BRIEF:
Read through the data and count the lines that contain the string "append"; give only the result.

AVAILABLE DATA:
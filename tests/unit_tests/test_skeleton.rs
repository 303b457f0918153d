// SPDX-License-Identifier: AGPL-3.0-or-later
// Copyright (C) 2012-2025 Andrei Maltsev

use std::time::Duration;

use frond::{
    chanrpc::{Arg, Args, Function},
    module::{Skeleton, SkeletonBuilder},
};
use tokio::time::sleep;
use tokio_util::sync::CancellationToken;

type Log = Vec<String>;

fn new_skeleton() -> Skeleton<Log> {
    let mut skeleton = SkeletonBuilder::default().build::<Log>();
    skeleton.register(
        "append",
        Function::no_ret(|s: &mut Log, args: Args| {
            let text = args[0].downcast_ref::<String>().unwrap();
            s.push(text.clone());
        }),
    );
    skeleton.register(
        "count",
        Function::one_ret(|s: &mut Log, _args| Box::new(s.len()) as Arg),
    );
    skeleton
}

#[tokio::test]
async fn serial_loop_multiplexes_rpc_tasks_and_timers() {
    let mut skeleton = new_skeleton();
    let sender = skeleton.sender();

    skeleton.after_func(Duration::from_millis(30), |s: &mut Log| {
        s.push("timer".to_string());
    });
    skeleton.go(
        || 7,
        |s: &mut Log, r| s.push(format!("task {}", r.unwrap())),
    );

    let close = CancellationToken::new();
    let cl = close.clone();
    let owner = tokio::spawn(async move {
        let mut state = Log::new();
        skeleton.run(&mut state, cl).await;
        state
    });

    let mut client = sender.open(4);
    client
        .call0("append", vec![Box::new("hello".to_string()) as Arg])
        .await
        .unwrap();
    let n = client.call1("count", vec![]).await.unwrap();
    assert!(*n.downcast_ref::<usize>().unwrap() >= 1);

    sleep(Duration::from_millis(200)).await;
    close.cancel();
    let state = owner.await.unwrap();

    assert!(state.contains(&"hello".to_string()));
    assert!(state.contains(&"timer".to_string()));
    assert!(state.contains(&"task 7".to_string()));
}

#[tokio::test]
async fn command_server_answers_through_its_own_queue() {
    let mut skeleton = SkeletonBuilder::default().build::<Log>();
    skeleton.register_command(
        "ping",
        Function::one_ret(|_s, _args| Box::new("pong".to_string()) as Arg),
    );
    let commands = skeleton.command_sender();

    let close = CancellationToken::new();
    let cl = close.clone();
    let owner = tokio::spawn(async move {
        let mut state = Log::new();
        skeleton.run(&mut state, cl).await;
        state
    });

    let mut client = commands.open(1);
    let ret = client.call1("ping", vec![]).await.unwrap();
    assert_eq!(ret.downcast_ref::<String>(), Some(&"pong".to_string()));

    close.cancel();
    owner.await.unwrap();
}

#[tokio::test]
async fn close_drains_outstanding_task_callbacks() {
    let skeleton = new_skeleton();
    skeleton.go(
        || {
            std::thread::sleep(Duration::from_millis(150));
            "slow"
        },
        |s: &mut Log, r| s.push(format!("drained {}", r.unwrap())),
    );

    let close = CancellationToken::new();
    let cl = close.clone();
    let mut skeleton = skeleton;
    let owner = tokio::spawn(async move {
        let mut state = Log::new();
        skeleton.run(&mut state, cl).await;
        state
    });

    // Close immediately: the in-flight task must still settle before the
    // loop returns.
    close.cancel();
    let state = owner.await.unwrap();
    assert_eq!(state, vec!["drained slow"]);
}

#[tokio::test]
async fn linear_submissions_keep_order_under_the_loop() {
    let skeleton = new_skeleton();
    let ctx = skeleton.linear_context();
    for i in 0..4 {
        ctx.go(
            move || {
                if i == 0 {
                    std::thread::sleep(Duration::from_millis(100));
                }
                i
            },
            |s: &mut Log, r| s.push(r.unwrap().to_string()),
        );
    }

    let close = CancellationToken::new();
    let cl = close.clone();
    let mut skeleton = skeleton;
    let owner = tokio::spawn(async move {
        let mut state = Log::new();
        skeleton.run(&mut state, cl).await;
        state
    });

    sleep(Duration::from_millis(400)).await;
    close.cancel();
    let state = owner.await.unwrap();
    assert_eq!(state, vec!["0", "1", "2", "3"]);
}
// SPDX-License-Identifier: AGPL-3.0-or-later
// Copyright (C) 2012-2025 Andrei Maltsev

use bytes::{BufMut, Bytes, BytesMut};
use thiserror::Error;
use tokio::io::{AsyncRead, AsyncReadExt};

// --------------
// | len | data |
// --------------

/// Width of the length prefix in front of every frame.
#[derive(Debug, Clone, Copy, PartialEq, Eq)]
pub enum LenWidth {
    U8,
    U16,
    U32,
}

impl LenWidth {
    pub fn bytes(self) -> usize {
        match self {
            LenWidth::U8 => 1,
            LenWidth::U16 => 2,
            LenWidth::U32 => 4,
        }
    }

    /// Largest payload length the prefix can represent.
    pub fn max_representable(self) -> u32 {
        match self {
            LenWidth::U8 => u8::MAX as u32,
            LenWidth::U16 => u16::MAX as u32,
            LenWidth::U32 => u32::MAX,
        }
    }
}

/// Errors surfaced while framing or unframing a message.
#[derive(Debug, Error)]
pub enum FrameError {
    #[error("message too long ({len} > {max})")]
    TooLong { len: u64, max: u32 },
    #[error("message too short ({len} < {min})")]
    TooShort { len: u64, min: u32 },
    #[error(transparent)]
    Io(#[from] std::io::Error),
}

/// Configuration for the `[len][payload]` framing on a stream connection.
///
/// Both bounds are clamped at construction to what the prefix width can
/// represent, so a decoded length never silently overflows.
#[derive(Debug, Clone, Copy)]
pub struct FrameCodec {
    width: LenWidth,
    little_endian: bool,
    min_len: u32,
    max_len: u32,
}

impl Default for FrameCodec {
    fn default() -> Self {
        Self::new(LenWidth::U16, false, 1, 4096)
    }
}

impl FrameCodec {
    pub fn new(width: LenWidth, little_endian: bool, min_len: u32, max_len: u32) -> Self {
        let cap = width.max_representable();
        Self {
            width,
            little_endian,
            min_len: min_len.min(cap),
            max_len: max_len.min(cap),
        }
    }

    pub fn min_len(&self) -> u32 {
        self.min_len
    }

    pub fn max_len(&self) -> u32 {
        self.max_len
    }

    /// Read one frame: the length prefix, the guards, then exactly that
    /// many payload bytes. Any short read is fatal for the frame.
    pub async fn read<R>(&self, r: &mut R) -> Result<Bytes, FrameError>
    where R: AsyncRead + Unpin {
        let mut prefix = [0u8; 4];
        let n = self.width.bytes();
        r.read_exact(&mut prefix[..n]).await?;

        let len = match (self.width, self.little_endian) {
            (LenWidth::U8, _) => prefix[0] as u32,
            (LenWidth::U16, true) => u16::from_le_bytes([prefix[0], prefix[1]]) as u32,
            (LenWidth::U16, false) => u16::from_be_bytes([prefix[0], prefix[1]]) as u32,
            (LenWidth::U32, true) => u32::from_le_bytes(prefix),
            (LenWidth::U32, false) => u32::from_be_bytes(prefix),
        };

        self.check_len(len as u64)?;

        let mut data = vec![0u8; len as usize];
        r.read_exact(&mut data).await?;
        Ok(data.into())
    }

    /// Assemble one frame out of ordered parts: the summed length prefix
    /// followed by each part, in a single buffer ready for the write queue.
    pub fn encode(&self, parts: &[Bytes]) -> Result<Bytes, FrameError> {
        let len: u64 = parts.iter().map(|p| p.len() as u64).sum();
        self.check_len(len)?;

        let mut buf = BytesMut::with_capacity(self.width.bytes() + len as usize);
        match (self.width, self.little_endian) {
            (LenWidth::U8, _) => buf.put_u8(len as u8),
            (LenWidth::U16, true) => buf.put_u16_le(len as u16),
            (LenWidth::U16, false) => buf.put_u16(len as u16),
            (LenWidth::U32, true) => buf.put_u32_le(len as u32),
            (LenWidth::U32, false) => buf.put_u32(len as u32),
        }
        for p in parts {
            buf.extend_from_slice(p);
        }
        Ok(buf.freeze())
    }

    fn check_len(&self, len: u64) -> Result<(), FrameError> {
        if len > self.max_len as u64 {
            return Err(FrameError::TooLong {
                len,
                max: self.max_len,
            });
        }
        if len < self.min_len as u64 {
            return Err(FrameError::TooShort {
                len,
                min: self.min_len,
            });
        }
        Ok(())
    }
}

REPLY TO THE EXERCISE:
2